Data to process.
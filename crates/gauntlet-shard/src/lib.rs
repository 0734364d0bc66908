//! Shard file format for Gauntlet.
//!
//! A shard is one composable piece of a filesystem image: a fixed
//! big-endian header naming the shard and its dependencies, followed by a
//! gzip-compressed tar payload holding the shard's own files.
//!
//! # Layout
//!
//! ```text
//! magic "gauntsh" | version u8 | nameLen u8 | name
//! linkedCount u16 | buildOnlyCount u16 | dropCount u16 | chmodCount u16
//! (linked ++ buildOnly) × 20-byte digest
//! dropCount × (pathLen u16, path)
//! chmodCount × (pathLen u16, mode u16, path)
//! payload to end of stream
//! ```
//!
//! - [`Shard`]: encodes a header plus a payload stream into any `Write`
//! - [`ShardReader`]: decodes the header and exposes the payload as a `Read`
//!
//! Both directions hash the full byte stream as it passes through, so a
//! shard's [`ContentHash`](gauntlet_types::ContentHash) is known the moment
//! the last byte has been written or read.

pub mod error;
pub mod header;
pub mod payload;
pub mod reader;
pub mod writer;

pub use error::{ShardError, ShardResult};
pub use header::{ShardHeader, SHARD_MAGIC, SHARD_VERSION};
pub use reader::ShardReader;
pub use writer::Shard;

#[cfg(test)]
mod tests {
    use super::*;
    use std::io::Read;

    use gauntlet_crypto::ContentHasher;
    use gauntlet_types::ContentHash;
    use proptest::prelude::*;

    fn hash(byte: u8) -> ContentHash {
        ContentHash::from_digest([byte; 20])
    }

    #[test]
    fn roundtrip_with_raw_payload() {
        let mut header = ShardHeader::new("coreutils");
        header.linked = vec![hash(1), hash(2)];
        header.build_only = vec![hash(3)];
        header.drop_list = vec!["usr/share/doc".into()];
        header.chmod_list.insert("usr/bin/su".into(), 0o4755);

        let (bytes, written_hash) = Shard::new(header.clone(), &b"opaque"[..])
            .encode(Vec::new())
            .unwrap();

        let mut reader = ShardReader::decode(bytes.as_slice()).unwrap();
        assert_eq!(reader.header(), &header);
        let mut payload = Vec::new();
        reader.read_to_end(&mut payload).unwrap();
        assert_eq!(payload, b"opaque");

        let (decoded, read_hash) = reader.finish().unwrap();
        assert_eq!(decoded, header);
        assert_eq!(read_hash, written_hash);
    }

    #[test]
    fn finish_without_reading_payload_still_hashes_everything() {
        let (bytes, written_hash) = Shard::new(ShardHeader::new("lazy"), &[7u8; 10_000][..])
            .encode(Vec::new())
            .unwrap();
        let reader = ShardReader::decode(bytes.as_slice()).unwrap();
        let (_, read_hash) = reader.finish().unwrap();
        assert_eq!(read_hash, written_hash);
        assert_eq!(read_hash, ContentHasher::hash(&bytes));
    }

    #[test]
    fn roundtrip_with_directory_payload() {
        let src = tempfile::tempdir().unwrap();
        std::fs::write(src.path().join("payload.txt"), b"hello").unwrap();
        let archive = payload::pack_dir(src.path(), Vec::new()).unwrap();

        let (bytes, _) = Shard::new(ShardHeader::new("hello"), archive.as_slice())
            .encode(Vec::new())
            .unwrap();

        let dst = tempfile::tempdir().unwrap();
        let mut reader = ShardReader::decode(bytes.as_slice()).unwrap();
        reader.unpack_payload(dst.path()).unwrap();
        let (_, read_hash) = reader.finish().unwrap();

        assert_eq!(read_hash, ContentHasher::hash(&bytes));
        assert_eq!(std::fs::read(dst.path().join("payload.txt")).unwrap(), b"hello");
    }

    #[test]
    fn decode_empty_stream() {
        let err = ShardReader::decode(&b""[..]).err().unwrap();
        assert!(matches!(err, ShardError::Truncated { field: "magic" }));
    }

    fn arb_hash() -> impl Strategy<Value = ContentHash> {
        any::<[u8; 20]>().prop_map(ContentHash::from_digest)
    }

    fn arb_header() -> impl Strategy<Value = ShardHeader> {
        (
            "[a-z0-9_-]{0,40}",
            prop::collection::vec(arb_hash(), 0..6),
            prop::collection::vec(arb_hash(), 0..6),
            prop::collection::vec("[a-z/._]{1,30}", 0..6),
            prop::collection::btree_map("[a-z/._]{1,30}", any::<u16>(), 0..6),
        )
            .prop_map(|(name, linked, build_only, drop_list, chmod_list)| ShardHeader {
                name,
                linked,
                build_only,
                drop_list,
                chmod_list,
            })
    }

    proptest! {
        #[test]
        fn decode_reproduces_encode(
            header in arb_header(),
            payload in prop::collection::vec(any::<u8>(), 0..2048),
        ) {
            let (bytes, written_hash) = Shard::new(header.clone(), payload.as_slice())
                .encode(Vec::new())
                .unwrap();
            let mut reader = ShardReader::decode(bytes.as_slice()).unwrap();
            let mut read_payload = Vec::new();
            reader.read_to_end(&mut read_payload).unwrap();
            let (decoded, read_hash) = reader.finish().unwrap();

            prop_assert_eq!(decoded, header);
            prop_assert_eq!(read_payload, payload);
            prop_assert_eq!(read_hash, written_hash);
        }
    }
}
//! Foundation types for Gauntlet.
//!
//! Every other Gauntlet crate depends on `gauntlet-types`.
//!
//! # Key Types
//!
//! - [`ContentHash`]: 160-bit content digest, the key of every stored object
//! - [`ComposeEntry`]: a `(package, hash)` dependency declaration
//! - [`GitRedirect`]: a hash that resolves to a commit in an external repository

pub mod compose;
pub mod error;
pub mod hash;
pub mod object;

pub use compose::{validate_package_name, ComposeEntry};
pub use error::TypeError;
pub use hash::{ContentHash, HASH_HEX_LEN, HASH_LEN};
pub use object::{GitRedirect, ObjectKind};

Requirement. Count of lines that include "decoded" in the records above: write that value only.

Solution to this problem. 4